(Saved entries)
####

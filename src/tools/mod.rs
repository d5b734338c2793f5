//! Tool System - tool definitions, handlers, and the registry that dispatches to them
//!
//! Tools are the named operations the calling agent can invoke. The registry holds a
//! fixed set of them and routes each call by name.

mod definition;
mod knowledge;
mod registry;
mod status;

pub use definition::{ToolDefinition, string_params_schema};
pub use knowledge::{AddUserMessageTool, GetUserInformationTool};
pub use registry::{STANDARD_TOOL_NAMES, ToolRegistry};
pub use status::{EchoTool, GetStatusTool, HelloWorldTool};

use async_trait::async_trait;
use serde::{Deserialize, Serialize};
use serde_json::Value;

use crate::error::Result;

/// A tool that can be called by the agent
#[async_trait]
pub trait Tool: Send + Sync {
    /// Tool metadata: name, description, input schema
    fn definition(&self) -> ToolDefinition;

    /// Execute the tool. Arguments have already been checked against the schema.
    async fn execute(&self, arguments: Value) -> Result<ToolOutput>;
}

/// Output of a tool
#[derive(Debug, Clone, PartialEq)]
pub enum ToolOutput {
    Text(String),
    Json(Value),
}

impl ToolOutput {
    /// Serialize a response envelope into JSON output
    pub fn json<T: Serialize>(value: &T) -> Result<Self> {
        Ok(Self::Json(serde_json::to_value(value)?))
    }

    /// Output as a JSON value
    pub fn to_value(&self) -> Value {
        match self {
            ToolOutput::Text(text) => Value::String(text.clone()),
            ToolOutput::Json(value) => value.clone(),
        }
    }
}

/// A call to a named tool
#[derive(Debug, Clone, Serialize, Deserialize)]
pub struct ToolCall {
    pub name: String,
    #[serde(default)]
    pub arguments: Value,
}

impl ToolCall {
    pub fn new(name: impl Into<String>, arguments: Value) -> Self {
        Self {
            name: name.into(),
            arguments,
        }
    }
}

/// Fetch a string argument the schema check has already vouched for
pub(crate) fn string_arg<'a>(arguments: &'a Value, name: &str) -> &'a str {
    arguments[name].as_str().unwrap_or_default()
}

####

PROBLEM TO SOLVE.
Return only the lines above that run from the opening line through the line containing "against the schema.", exactly as written.

RESULT FOR THIS EXERCISE.
filename src/tools/mod.rs
repository d5b734338c2793f5
//! Tool System - tool definitions, handlers, and the registry that dispatches to them
//!
//! Tools are the named operations the calling agent can invoke. The registry holds a
//! fixed set of them and routes each call by name.

mod definition;
mod knowledge;
mod registry;
mod status;

pub use definition::{ToolDefinition, string_params_schema};
pub use knowledge::{AddUserMessageTool, GetUserInformationTool};
pub use registry::{STANDARD_TOOL_NAMES, ToolRegistry};
pub use status::{EchoTool, GetStatusTool, HelloWorldTool};

use async_trait::async_trait;
use serde::{Deserialize, Serialize};
use serde_json::Value;

use crate::error::Result;

/// A tool that can be called by the agent
#[async_trait]
pub trait Tool: Send + Sync {
    /// Tool metadata: name, description, input schema
    fn definition(&self) -> ToolDefinition;

    /// Execute the tool. Arguments have already been checked against the schema.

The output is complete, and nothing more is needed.